use dashmap::DashMap;
use std::sync::atomic::{AtomicBool, Ordering};
use std::sync::{Arc, Mutex, MutexGuard, PoisonError};
use std::time::{Duration, Instant};

use super::bucket::{Quota, TokenBucket};
use super::class::EndpointClass;

#[derive(Debug, Clone, Copy, PartialEq, Eq, Hash)]
pub enum Scope {
    Ip,
    User,
    Class(EndpointClass),
}

#[derive(Debug, Clone, PartialEq, Eq, Hash)]
pub struct BucketKey {
    pub identity: String,
    pub scope: Scope,
}

impl BucketKey {
    pub fn new(identity: impl Into<String>, scope: Scope) -> Self {
        Self {
            identity: identity.into(),
            scope,
        }
    }
}

pub type SharedBucket = Arc<Mutex<TokenBucket>>;

/// Concurrent map of buckets. The map lock is only held to find or insert an
/// entry; consumption locks the single bucket.
#[derive(Clone, Default)]
pub struct BucketRegistry {
    buckets: Arc<DashMap<BucketKey, SharedBucket>>,
    trimming: Arc<AtomicBool>,
}

pub(crate) fn lock(bucket: &Mutex<TokenBucket>) -> MutexGuard<'_, TokenBucket> {
    bucket.lock().unwrap_or_else(PoisonError::into_inner)
}

impl BucketRegistry {
    pub fn new() -> Self {
        Self::default()
    }

    pub fn get_or_create(&self, key: BucketKey, quota: &Quota, now: Instant) -> SharedBucket {
        if let Some(existing) = self.buckets.get(&key) {
            return existing.value().clone();
        }
        self.buckets
            .entry(key)
            .or_insert_with(|| Arc::new(Mutex::new(TokenBucket::from_quota(quota, now))))
            .value()
            .clone()
    }

    pub fn get(&self, key: &BucketKey) -> Option<SharedBucket> {
        self.buckets.get(key).map(|b| b.value().clone())
    }

    /// Drops buckets idle for longer than `ttl` that have refilled to
    /// capacity. A full bucket is indistinguishable from a fresh one, so
    /// nothing is forgiven by removing it.
    pub fn evict_idle(&self, now: Instant, ttl: Duration) -> usize {
        let mut evicted = 0;
        self.buckets.retain(|_, bucket| {
            let b = lock(bucket);
            let keep = b.idle_for(now) <= ttl || !b.is_full_at(now);
            if !keep {
                evicted += 1;
            }
            keep
        });
        evicted
    }

    /// Keeps at most `max_entries` buckets, dropping the least recently used.
    pub fn enforce_capacity(&self, max_entries: usize) -> usize {
        let len = self.buckets.len();
        if len <= max_entries {
            return 0;
        }

        let mut by_age: Vec<(Instant, BucketKey)> = self
            .buckets
            .iter()
            .map(|e| (lock(e.value()).last_used(), e.key().clone()))
            .collect();
        by_age.sort_by_key(|(used, _)| *used);

        let excess = len - max_entries;
        let mut dropped = 0;
        for (_, key) in by_age.into_iter().take(excess) {
            if self.buckets.remove(&key).is_some() {
                dropped += 1;
            }
        }
        if dropped > 0 {
            tracing::warn!(dropped, max_entries, "bucket registry over capacity, dropped least recently used");
        }
        dropped
    }

    /// Request-path guard for `max_entries`. Once the registry grows past it,
    /// one caller trims back to 90% of the cap while the others carry on.
    pub fn trim_if_over(&self, max_entries: usize) -> usize {
        if self.buckets.len() <= max_entries {
            return 0;
        }
        if self.trimming.swap(true, Ordering::AcqRel) {
            return 0;
        }
        let dropped = self.enforce_capacity(max_entries - max_entries / 10);
        self.trimming.store(false, Ordering::Release);
        dropped
    }

    /// Removes every bucket belonging to `identity`, whatever its scope.
    pub fn reset(&self, identity: &str) -> usize {
        let before = self.buckets.len();
        self.buckets.retain(|k, _| k.identity != identity);
        before.saturating_sub(self.buckets.len())
    }

    pub fn len(&self) -> usize {
        self.buckets.len()
    }

    pub fn is_empty(&self) -> bool {
        self.buckets.is_empty()
    }
}
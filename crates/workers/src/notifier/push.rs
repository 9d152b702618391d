use async_trait::async_trait;
use reqwest::Client;

use riskwatch_common::model::Channel;

use super::channel::{check_response, probe_endpoint, Notifier, NotifyError};
use super::render::RenderedContent;

/// HTTP push gateway; the recipient is a device token or topic.
pub struct PushNotifier {
    endpoint: String,
    api_key: Option<String>,
    client: Client,
}

impl PushNotifier {
    pub fn new(endpoint: String, api_key: Option<String>) -> Self {
        Self {
            endpoint,
            api_key,
            client: Client::new(),
        }
    }
}

fn payload(recipient: &str, content: &RenderedContent) -> serde_json::Value {
    let priority = if content.escalated { "high" } else { "normal" };
    serde_json::json!({
        "to": recipient,
        "notification": {
            "title": &content.subject,
            "body": content.body.lines().next().unwrap_or_default(),
        },
        "data": {
            "alert_id": &content.alert_id,
            "severity": content.severity.as_str(),
            "escalated": content.escalated,
        },
        "priority": priority,
    })
}

#[async_trait]
impl Notifier for PushNotifier {
    fn channel(&self) -> Channel {
        Channel::Push
    }

    fn name(&self) -> &str {
        "push"
    }

    async fn send(&self, recipient: &str, content: &RenderedContent) -> Result<(), NotifyError> {
        if recipient.trim().is_empty() {
            return Err(NotifyError::permanent("empty device token"));
        }
        let mut req = self.client.post(&self.endpoint).json(&payload(recipient, content));
        if let Some(key) = &self.api_key {
            req = req.bearer_auth(key);
        }
        check_response(req.send().await)
    }

    async fn probe(&self) -> Result<(), NotifyError> {
        probe_endpoint(&self.client, &self.endpoint).await
    }
}

#[cfg(test)]
mod tests {
    use super::*;
    use riskwatch_common::model::Severity;

    #[test]
    fn escalated_pushes_are_high_priority() {
        let content = RenderedContent {
            alert_id: "a-3".into(),
            severity: Severity::High,
            escalated: true,
            subject: "[ESCALATED] [HIGH] Quality drift (compliance)".into(),
            body: "This alert is still unacknowledged and has been escalated.\nAlert: Quality drift\n".into(),
        };
        let p = payload("device-abc", &content);
        assert_eq!(p["priority"], "high");
        assert_eq!(p["data"]["severity"], "high");
        assert_eq!(
            p["notification"]["body"],
            "This alert is still unacknowledged and has been escalated."
        );
    }
}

══════════

Give the complete listing a second time, exactly as it reads.

- _Written answer_:
use dashmap::DashMap;
use std::sync::atomic::{AtomicBool, Ordering};
use std::sync::{Arc, Mutex, MutexGuard, PoisonError};
use std::time::{Duration, Instant};

use super::bucket::{Quota, TokenBucket};
use super::class::EndpointClass;

#[derive(Debug, Clone, Copy, PartialEq, Eq, Hash)]
pub enum Scope {
    Ip,
    User,
    Class(EndpointClass),
}

#[derive(Debug, Clone, PartialEq, Eq, Hash)]
pub struct BucketKey {
    pub identity: String,
    pub scope: Scope,
}

impl BucketKey {
    pub fn new(identity: impl Into<String>, scope: Scope) -> Self {
        Self {
            identity: identity.into(),
            scope,
        }
    }
}

pub type SharedBucket = Arc<Mutex<TokenBucket>>;

/// Concurrent map of buckets. The map lock is only held to find or insert an
/// entry; consumption locks the single bucket.
#[derive(Clone, Default)]
pub struct BucketRegistry {
    buckets: Arc<DashMap<BucketKey, SharedBucket>>,
    trimming: Arc<AtomicBool>,
}

pub(crate) fn lock(bucket: &Mutex<TokenBucket>) -> MutexGuard<'_, TokenBucket> {
    bucket.lock().unwrap_or_else(PoisonError::into_inner)
}

impl BucketRegistry {
    pub fn new() -> Self {
        Self::default()
    }

    pub fn get_or_create(&self, key: BucketKey, quota: &Quota, now: Instant) -> SharedBucket {
        if let Some(existing) = self.buckets.get(&key) {
            return existing.value().clone();
        }
        self.buckets
            .entry(key)
            .or_insert_with(|| Arc::new(Mutex::new(TokenBucket::from_quota(quota, now))))
            .value()
            .clone()
    }

    pub fn get(&self, key: &BucketKey) -> Option<SharedBucket> {
        self.buckets.get(key).map(|b| b.value().clone())
    }

    /// Drops buckets idle for longer than `ttl` that have refilled to
    /// capacity. A full bucket is indistinguishable from a fresh one, so
    /// nothing is forgiven by removing it.
    pub fn evict_idle(&self, now: Instant, ttl: Duration) -> usize {
        let mut evicted = 0;
        self.buckets.retain(|_, bucket| {
            let b = lock(bucket);
            let keep = b.idle_for(now) <= ttl || !b.is_full_at(now);
            if !keep {
                evicted += 1;
            }
            keep
        });
        evicted
    }

    /// Keeps at most `max_entries` buckets, dropping the least recently used.
    pub fn enforce_capacity(&self, max_entries: usize) -> usize {
        let len = self.buckets.len();
        if len <= max_entries {
            return 0;
        }

        let mut by_age: Vec<(Instant, BucketKey)> = self
            .buckets
            .iter()
            .map(|e| (lock(e.value()).last_used(), e.key().clone()))
            .collect();
        by_age.sort_by_key(|(used, _)| *used);

        let excess = len - max_entries;
        let mut dropped = 0;
        for (_, key) in by_age.into_iter().take(excess) {
            if self.buckets.remove(&key).is_some() {
                dropped += 1;
            }
        }
        if dropped > 0 {
            tracing::warn!(dropped, max_entries, "bucket registry over capacity, dropped least recently used");
        }
        dropped
    }

    /// Request-path guard for `max_entries`. Once the registry grows past it,
    /// one caller trims back to 90% of the cap while the others carry on.
    pub fn trim_if_over(&self, max_entries: usize) -> usize {
        if self.buckets.len() <= max_entries {
            return 0;
        }
        if self.trimming.swap(true, Ordering::AcqRel) {
            return 0;
        }
        let dropped = self.enforce_capacity(max_entries - max_entries / 10);
        self.trimming.store(false, Ordering::Release);
        dropped
    }

    /// Removes every bucket belonging to `identity`, whatever its scope.
    pub fn reset(&self, identity: &str) -> usize {
        let before = self.buckets.len();
        self.buckets.retain(|k, _| k.identity != identity);
        before.saturating_sub(self.buckets.len())
    }

    pub fn len(&self) -> usize {
        self.buckets.len()
    }

    pub fn is_empty(&self) -> bool {
        self.buckets.is_empty()
    }
}
filename crates/workers/src/notifier/push.rs
repository 9d152b702618391d
use async_trait::async_trait;
use reqwest::Client;

use riskwatch_common::model::Channel;

use super::channel::{check_response, probe_endpoint, Notifier, NotifyError};
use super::render::RenderedContent;

/// HTTP push gateway; the recipient is a device token or topic.
pub struct PushNotifier {
    endpoint: String,
    api_key: Option<String>,
    client: Client,
}

impl PushNotifier {
    pub fn new(endpoint: String, api_key: Option<String>) -> Self {
        Self {
            endpoint,
            api_key,
            client: Client::new(),
        }
    }
}

fn payload(recipient: &str, content: &RenderedContent) -> serde_json::Value {
    let priority = if content.escalated { "high" } else { "normal" };
    serde_json::json!({
        "to": recipient,
        "notification": {
            "title": &content.subject,
            "body": content.body.lines().next().unwrap_or_default(),
        },
        "data": {
            "alert_id": &content.alert_id,
            "severity": content.severity.as_str(),
            "escalated": content.escalated,
        },
        "priority": priority,
    })
}

#[async_trait]
impl Notifier for PushNotifier {
    fn channel(&self) -> Channel {
        Channel::Push
    }

    fn name(&self) -> &str {
        "push"
    }

    async fn send(&self, recipient: &str, content: &RenderedContent) -> Result<(), NotifyError> {
        if recipient.trim().is_empty() {
            return Err(NotifyError::permanent("empty device token"));
        }
        let mut req = self.client.post(&self.endpoint).json(&payload(recipient, content));
        if let Some(key) = &self.api_key {
            req = req.bearer_auth(key);
        }
        check_response(req.send().await)
    }

    async fn probe(&self) -> Result<(), NotifyError> {
        probe_endpoint(&self.client, &self.endpoint).await
    }
}

#[cfg(test)]
mod tests {
    use super::*;
    use riskwatch_common::model::Severity;

    #[test]
    fn escalated_pushes_are_high_priority() {
        let content = RenderedContent {
            alert_id: "a-3".into(),
            severity: Severity::High,
            escalated: true,
            subject: "[ESCALATED] [HIGH] Quality drift (compliance)".into(),
            body: "This alert is still unacknowledged and has been escalated.\nAlert: Quality drift\n".into(),
        };
        let p = payload("device-abc", &content);
        assert_eq!(p["priority"], "high");
        assert_eq!(p["data"]["severity"], "high");
        assert_eq!(
            p["notification"]["body"],
            "This alert is still unacknowledged and has been escalated."
        );
    }
}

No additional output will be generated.